I’m slowly going crazy because of this weird problem I’m having. I’m trying to program my AI and the expected results are not coming up. So, I ran a quick test that should always return 90 degrees. I get the cross product of my characters forward rotation and get the yaw angle between the forward and the cross product. This should always return 90 degrees on a level plane but I’m not getting that.
//Get the left vector for the actor
FVector Lateral = FVector::CrossProduct(Bot->GetActorRotation().Vector().GetSafeNormal(), FVector(0, 0, 1));
//Offset the point by the actors location since it's a unit vector we don't want it at the origin
FVector TurnExtent = Lateral + Bot->GetActorLocation();
//calculate the angle and output it to the log.

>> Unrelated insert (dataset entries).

pub fn decode_with_options(bytes: &[u8], options: &ParseOptions) -> Result<Building> {
    let root = iff::parse_with_options(bytes, options)
        .ok_or_else(|| Error::invalid_data("no chunk tree at start of portal layout"))?;

    if !root.is_form(PRTO) {
        return Err(Error::unexpected_form(PRTO.to_string(), root.label().to_string()));
    }

    let (version_tag, body) = root
        .version_form()
        .ok_or_else(|| Error::missing_chunk("PRTO version form"))?;
    let version = BuildingVersion::from_tag(version_tag).ok_or_else(|| Error::UnsupportedVersion {
        version: version_tag.to_string(),
        supported: "0003, 0004".to_string(),
    })?;
    let endian = version.endian();

    let mut view = ContainerView::new(body);
    let header = view.expect_leaf(DATA).context("PRTO header")?;
    let mut reader = ByteReader::new(header);
    let declared_portals = reader.i32_with(endian).context("PRTO header portal count")?;
    let declared_cells = reader.i32_with(endian).context("PRTO header cell count")?;

    let mut building = Building::new(version);
    let mut trailer = Vec::new();

    for node in view {
        match node {
            Node::Container { type_name, .. } if *type_name == PRTS => {
                building.portals = decode_portals(node, version);
            }
            Node::Container { type_name, .. } if *type_name == CELS => {
                building.cells = cell::decode_cells(node, version);
            }
            Node::Container { type_name, .. } if *type_name == PGRF => {
                building.path_graph = path_graph::decode(node, endian);
            }
            Node::Leaf { tag, data } if *tag == CRC => match ByteReader::new(data).u32_with(endian) {
                Ok(value) => building.checksum = Some(value),
                Err(_) => tracing::warn!(length = data.len(), "Checksum chunk too short"),
            },
            other => {
                tracing::warn!(label = %other.label(), "Keeping unknown portal layout chunk as raw bytes");
                trailer.push(other);
            }
        }
    }
    building.trailer = trailer.into_iter().flat_map(iff::serialize).collect();

    if usize::try_from(declared_portals).ok() != Some(building.portals.len()) {
        tracing::warn!(declared = declared_portals, parsed = building.portals.len(), "Portal count mismatch");
    }
    if usize::try_from(declared_cells).ok() != Some(building.cells.len()) {
        tracing::warn!(declared = declared_cells, parsed = building.cells.len(), "Cell count mismatch");
    }

    if options.verify_checksums {
        if let Some(stored) = building.checksum {
            let actual = compute_checksum(&root);
            if actual != stored {
                return Err(Error::ChecksumMismatch {
                    expected: stored,
                    actual,
                });
            }
        }
    }

    tracing::debug!(
        version = %version_tag,
        portals = building.portals.len(),
        cells = building.cells.len(),
        path_graph = building.path_graph.is_some(),
        checksum = building.checksum.is_some(),
        "Decoded portal layout"
    );

    Ok(building)
}

pub fn encode(building: &Building) -> Vec<u8> {
    let version = building.version;
    let endian = version.endian();

    let mut header = ByteWriter::with_capacity(8);
    header.put_i32_with(building.portals.len() as i32, endian);
    header.put_i32_with(building.cells.len() as i32, endian);

    let mut children = vec![
        Node::leaf(DATA, header.into_inner()),
        encode_portals(&building.portals, version),
        cell::encode_cells(&building.cells, version),
    ];
    if let Some(graph) = &building.path_graph {
        children.push(path_graph::encode(graph, endian));
    }
    children.extend(iff::parse_sequence(&building.trailer));

    if building.checksum.is_none() {
        return iff::serialize(&Node::form(PRTO, vec![Node::form(version.tag(), children)]));
    }

    let unsigned = iff::serialize(&Node::form(PRTO, vec![Node::form(version.tag(), children.clone())]));
    let mut value = ByteWriter::with_capacity(4);
    value.put_u32_with(crc::calculate(&unsigned), endian);
    children.push(Node::leaf(CRC, value.into_inner()));

    iff::serialize(&Node::form(PRTO, vec![Node::form(version.tag(), children)]))
}

/// Checksum of a layout tree with any checksum chunk left out
pub fn compute_checksum(root: &Node) -> u32 {
    let stripped = match root {
        Node::Container { type_name, children } => Node::form(
            *type_name,
            children
                .iter()
                .map(|child| match child {
                    Node::Container { type_name, children } if type_name.is_version() => Node::form(
                        *type_name,
                        children.iter().filter(|n| !n.is_leaf(CRC)).cloned().collect(),
                    ),
                    other => other.clone(),
                })
                .collect(),
        ),
        leaf => leaf.clone(),
    };
    crc::calculate(&iff::serialize(&stripped))
}

/// Recompute the checksum of an encoded layout and compare it with the stored one.
///
/// Returns `None` when the layout carries no checksum.
pub fn verify_checksum(bytes: &[u8]) -> Result<Option<bool>> {
    let building = decode(bytes)?;
    let Some(stored) = building.checksum else {
        return Ok(None);
    };
    let root = iff::parse(bytes).ok_or_else(|| Error::invalid_data("no chunk tree"))?;
    Ok(Some(compute_checksum(&root) == stored))
}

float angle = (Bot->GetActorLocation() - TurnExtent).Rotation().Yaw;
UE_LOG(LogTemp, Log, TEXT("angle: %f"), angle);
Results
LogTemp: angle: 113.297768
LogTemp: angle: 113.297768
LogTemp: angle: 113.297768
LogTemp: angle: 113.297768
LogTemp: angle: 113.297768
LogTemp: angle: 113.297768
LogTemp: angle: 113.297768
LogTemp: angle: 113.297768
LogTemp: angle: 113.297768
LogTemp: angle: 113.297768
LogTemp: angle: 110.746773
LogTemp: angle: 113.297768
LogTemp: angle: 113.297768
LogTemp: angle: 113.297768
LogTemp: angle: 113.297768
LogTemp: angle: 110.716896
This seems very strange to me so I tried some straight trig:
float angle = ((atan2(TurnExtent.X - Bot->GetActorLocation().X, TurnExtent.Y - Bot->GetActorLocation().Y)) * 180 / PI);
But it got me similar (but different results)
LogTemp: angle: 169.221909
LogTemp: angle: 168.195251
LogTemp: angle: 167.994247
LogTemp: angle: 167.793625
LogTemp: angle: 167.651367
LogTemp: angle: 167.651367
LogTemp: angle: 167.536423
LogTemp: angle: 167.536041
Am I getting the characters rotation incorrectly?